L’amour est plus grand que tout

Il y a maintenant plus de cinquante ans, nous-mêmes ne connaissions pas l’origine de notre amour.Il suffisait de nous savoir sur le chemin d’une aventure sans fin, stupéfaits de voir nos diversités si ajustées, si agréables et complémentaires que, tout en restant différents, nous nous sentions merveilleusement égaux. Nous étions prêts à tout, convaincus que personne ne s’aimait comme nous, parce que nous avions inventé l’amour. Moins d’un an après avoir prononcé notre oui à tout jamais, quelques ombres commençaient déjà à obscurcir notre horizon. Le travail, la fatigue, la routine… On le sait, arrive un moment où l’état amoureux finit.

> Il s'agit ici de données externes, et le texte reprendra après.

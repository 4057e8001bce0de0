//! Filesystem and path utilities.

use std::fs;
use std::path::{Component, Path, PathBuf};

use anyhow::{Context, Result};

/// Read a file to string, with nice error messages.
pub fn read_to_string(path: &Path) -> Result<String> {
    fs::read_to_string(path).with_context(|| format!("failed to read file: {}", path.display()))
}

/// Get the relative path from `base` to `path`.
///
/// `base` itself maps to `.`. Paths that cannot be expressed relative to
/// `base` (a relative `path` against an absolute `base`) are returned as-is.
pub fn relative_path(base: &Path, path: &Path) -> PathBuf {
    match pathdiff::diff_paths(path, base) {
        Some(rel) if rel.as_os_str().is_empty() => PathBuf::from("."),
        Some(rel) => rel,
        None => path.to_path_buf(),
    }
}

/// The deepest directory containing every path, compared component-wise.
///
/// Returns `None` for an empty list or when the paths share no component
/// (for absolute paths the filesystem root does not count).
pub fn common_ancestor<P: AsRef<Path>>(paths: &[P]) -> Option<PathBuf> {
    let (first, rest) = paths.split_first()?;
    let mut common: Vec<Component<'_>> = first.as_ref().components().collect();

    for path in rest {
        let shared = common
            .iter()
            .zip(path.as_ref().components())
            .take_while(|(a, b)| *a == b)
            .count();
        common.truncate(shared);
    }

    let meaningful = common
        .iter()
        .any(|c| matches!(c, Component::Normal(_)));
    if !meaningful {
        return None;
    }

    Some(common.iter().collect())
}

/// File names in a directory, sorted. Unreadable directories have none.
pub fn file_names(dir: &Path) -> Vec<String> {
    let Ok(entries) = fs::read_dir(dir) else {
        return Vec::new();
    };

    let mut names: Vec<String> = entries
        .filter_map(|entry| entry.ok())
        .filter(|entry| entry.file_type().map(|t| t.is_file()).unwrap_or(false))
        .filter_map(|entry| entry.file_name().to_str().map(str::to_string))
        .collect();
    names.sort();
    names
}

#[cfg(test)]
mod tests {
    use super::*;
    use tempfile::TempDir;

    #[test]
    fn test_common_ancestor() {
        assert_eq!(
            common_ancestor(&["/w/a/src/java", "/w/a/src/scala"]),
            Some(PathBuf::from("/w/a/src"))
        );
        assert_eq!(
            common_ancestor(&["/w/a/src/java"]),
            Some(PathBuf::from("/w/a/src/java"))
        );
        assert_eq!(common_ancestor(&["a/x", "a/xy"]), Some(PathBuf::from("a")));
    }

    #[test]
    fn test_common_ancestor_none() {
        let empty: [&str; 0] = [];
        assert_eq!(common_ancestor(&empty), None);
        assert_eq!(common_ancestor(&["a/x", "b/y"]), None);
        assert_eq!(common_ancestor(&["/a", "/b"]), None);
    }

    #[test]
    fn test_relative_path() {
        let base = Path::new("/w/project");
        assert_eq!(relative_path(base, Path::new("/w/project/a/src")), PathBuf::from("a/src"));
        assert_eq!(relative_path(base, Path::new("/w/project")), PathBuf::from("."));
        assert_eq!(relative_path(base, Path::new("/w/shared/src")), PathBuf::from("../shared/src"));
        assert_eq!(relative_path(base, Path::new("/w/projectx")), PathBuf::from("../projectx"));
        assert_eq!(relative_path(base, Path::new("a/src")), PathBuf::from("a/src"));
    }

    #[test]
    fn test_file_names() {
        let tmp = TempDir::new().unwrap();
        fs::write(tmp.path().join("BUILD"), "").unwrap();
        fs::write(tmp.path().join("Foo.java"), "").unwrap();
        fs::create_dir(tmp.path().join("sub")).unwrap();

        assert_eq!(file_names(tmp.path()), vec!["BUILD", "Foo.java"]);
        assert!(file_names(&tmp.path().join("missing")).is_empty());
    }
}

C’est alors que quelqu’un nous a révélé que la source de chaque amour est Dieu, car Il est amour. Nous aurions dû le savoir, parce qu’au moment de notre mariage Il était là avec nous, établissant pour toujours sa demeure au milieu de nous. Mais nous n’avions pas conscience d’un tel privilège, nous ne savions pas que sa présence faisait partie du « pack »! Nous ne l’avons compris que par la suite: Il nous donne tout de lui-même, et en échange Il ne nous demande qu’une petite chose: que nous nous aimions chaque jour de l’amour même dont Il nous aime.

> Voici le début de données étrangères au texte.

//! Core data structures for depmap.
//!
//! This module contains both sides of the transform:
//! - The parsed target graph (addresses, targets, source roots, libraries)
//! - Source-root classification
//! - The resolved modules handed to the consumer

pub mod address;
pub mod module;
pub mod source_root;
pub mod source_type;
pub mod target;
pub mod target_graph;

pub use address::{canonical_module_name, TargetAddress, RUNTIME_LIBRARY_PLACEHOLDER};
pub use module::{
    ContentRoot, InvalidSourceRootPath, LibraryDependency, Module, ModuleOrigin, SourceRootEntry,
};
pub use source_root::SourceRoot;
pub use source_type::SourceKind;
pub use target::Target;
pub use target_graph::TargetGraph;
//! Shared utilities

pub mod config;
pub mod context;
pub mod diagnostic;
pub mod fs;

pub use config::Config;
pub use context::GlobalContext;
pub use diagnostic::Diagnostic;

L’état amoureux finit-il? C’est alors à l’amour de prendre la relève. Parce que si la foi est une vertu pour ainsi dire intérieure, l’amour est son complément extérieur, visible. L’amour est plus grand que tout: plus que la foi, plus que l’espérance. Dans l’autre Vie, il n’y aura plus besoin de ces deux vertus. L’amour, au contraire, demeure aussi au Paradis. C’est l’amour qui fait de deux personnes une seule chair, une seule entité intouchable et indissoluble, un « nous » ouvert à l’Absolu. L’amour doit arriver à ce point paradoxal qui consiste à savoir devenir rien pour vivre l’autre. C’est seulement ainsi que notre amour peut refléter son dessein initial.

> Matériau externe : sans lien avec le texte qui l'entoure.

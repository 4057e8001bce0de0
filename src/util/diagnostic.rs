//! User-friendly diagnostic messages.
//!
//! Every warning recorded during a resolution is rendered through
//! [`Diagnostic`]: a headline, context lines and suggested fixes.

use std::fmt;

/// Severity level for diagnostics.
#[derive(Debug, Clone, Copy, PartialEq, Eq)]
pub enum Severity {
    Error,
    Warning,
}

impl fmt::Display for Severity {
    fn fmt(&self, f: &mut fmt::Formatter<'_>) -> fmt::Result {
        match self {
            Severity::Error => write!(f, "error"),
            Severity::Warning => write!(f, "warning"),
        }
    }
}

/// A diagnostic message with optional suggestions.
#[derive(Debug, Clone)]
pub struct Diagnostic {
    /// Primary message
    pub message: String,
    /// Severity level
    pub severity: Severity,
    /// Additional context lines
    pub context: Vec<String>,
    /// Suggested fixes
    pub suggestions: Vec<String>,
}

impl Diagnostic {
    fn with_severity(message: impl Into<String>, severity: Severity) -> Self {
        Diagnostic {
            message: message.into(),
            severity,
            context: Vec::new(),
            suggestions: Vec::new(),
        }
    }

    /// Create a new error diagnostic.
    pub fn error(message: impl Into<String>) -> Self {
        Self::with_severity(message, Severity::Error)
    }

    /// Create a new warning diagnostic.
    pub fn warning(message: impl Into<String>) -> Self {
        Self::with_severity(message, Severity::Warning)
    }

    /// Add context to the diagnostic.
    pub fn with_context(mut self, context: impl Into<String>) -> Self {
        self.context.push(context.into());
        self
    }

    /// Add a suggestion for fixing the issue.
    pub fn with_suggestion(mut self, suggestion: impl Into<String>) -> Self {
        self.suggestions.push(suggestion.into());
        self
    }

    /// Format the diagnostic for terminal output.
    pub fn format(&self, color: bool) -> String {
        let mut output = String::new();

        let severity_str = if color {
            match self.severity {
                Severity::Error => "\x1b[1;31merror\x1b[0m",
                Severity::Warning => "\x1b[1;33mwarning\x1b[0m",
            }
        } else {
            match self.severity {
                Severity::Error => "error",
                Severity::Warning => "warning",
            }
        };

        output.push_str(&format!("{}: {}\n", severity_str, self.message));

        for ctx in &self.context {
            output.push_str(&format!("  = {}\n", ctx));
        }

        if !self.suggestions.is_empty() {
            let help_prefix = if color {
                "\x1b[1;32mhelp\x1b[0m"
            } else {
                "help"
            };
            output.push_str(&format!("{}: consider:\n", help_prefix));
            for (i, suggestion) in self.suggestions.iter().enumerate() {
                output.push_str(&format!("  {}. {}\n", i + 1, suggestion));
            }
        }

        output
    }
}

impl fmt::Display for Diagnostic {
    fn fmt(&self, f: &mut fmt::Formatter<'_>) -> fmt::Result {
        write!(f, "{}", self.format(false))
    }
}

/// Print a diagnostic to stderr.
pub fn emit(diagnostic: &Diagnostic, color: bool) {
    eprint!("{}", diagnostic.format(color));
}

#[cfg(test)]
mod tests {
    use super::*;

    #[test]
    fn test_diagnostic_formatting() {
        let diag = Diagnostic::warning("no artifacts for library `lib:foo`")
            .with_context("no artifacts are listed for `lib:foo`")
            .with_suggestion("Resolve libraries before exporting")
            .with_suggestion("Use --preview");

        let output = diag.format(false);
        assert!(output.starts_with("warning: no artifacts"));
        assert!(output.contains("  = no artifacts are listed for `lib:foo`"));
        assert!(output.contains("help: consider:"));
        assert!(output.contains("2. Use --preview"));
    }

    #[test]
    fn test_error_without_suggestions() {
        let output = Diagnostic::error("malformed build tool output").format(false);
        assert_eq!(output, "error: malformed build tool output\n");
        assert_eq!(Severity::Warning.to_string(), "warning");
    }
}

Ce « nous » que constitue le couple est le premier fruit de la fécondité vitale de notre amour. La complémentarité entre l’homme et la femme, qui s’exprime à travers mille gestes quotidiens de service réciproque et de tendresse, jusqu’à la plénitude de l’intimité des corps, se réalise aussi dans le partage des espaces, des temps, des engagements: il s’agit d’un « nous » qui sait aller à l’extérieur, avant tout vers les enfants, et aussi vers les autres. Ce « nous » caractérise la façon dont les époux évangélisent, en se présentant aux autres comme un exemple parmi d’autres, jamais comme le modèle de la famille idéale, elle n’existe pas. Notre unique chance c’est l’amour, même si nous nous sentons imparfaits, même si nous avons l’impression d’avoir tout raté. L’important est de croire que dans l’instant présent nous pouvons être la personne qu’il faut pour l’autre, et cela s’avère possible à partir du moment où nous décidons de l’aimer tel qu’il est, sans prétendre qu’il change, en mettant en pratique les trois paroles « magiques » que nous enseigne le Pape François: s’il te plaît, merci, excuse-moi. On dit que la famille est en train de traverser aujourd’hui sa crise la plus tragique. Ne regrettons pas les bonheurs d’autrefois. Le temps propice au bonheur, c’est aujourd’hui. C’est au cœur de la famille que jaillit la vie. On y apprend à partager, à se réjouir et à souffrir, à connaître la maladie et à affronter la mort. L’amour en fait le lieu de l’impossible. En témoignent de nombreuses familles qui accueillent l’enfant même s’ils naît avec un handicap, qui l’adoptent précisément précisément pour cette raison, qui prennent chez eux leurs parents âgés, qui ouvrent leur maison aux migrants, qui aident à se rétablir leurs enfants en proie aux addictions.

Au cours de ces cinquante ans et plus, la vie nous a enseigné beaucoup de choses. Nous avons appris à nous réjouir et à prier, à accueillir et à espérer. Nous nous sommes trompés bien des fois, mais avec la grâce de Dieu et en pardonnant, nous avons recommencé à aimer. En remettant constamment notre amour entre Ses mains, Dieu n’a jamais hésité, comme à Cana, à changer notre pauvre eau en un vin généreux, en le mettant même prodigieusement à la disposition de ceux qui nous entourent. Et désormais, même si, avec le temps qui passe, la passion diminue et viennent en évidence les limites de nos caractères, nous continuons à puiser avec confiance à Son intarissable source, heureux de nous sentir compagnons et complices jusqu’à la fin.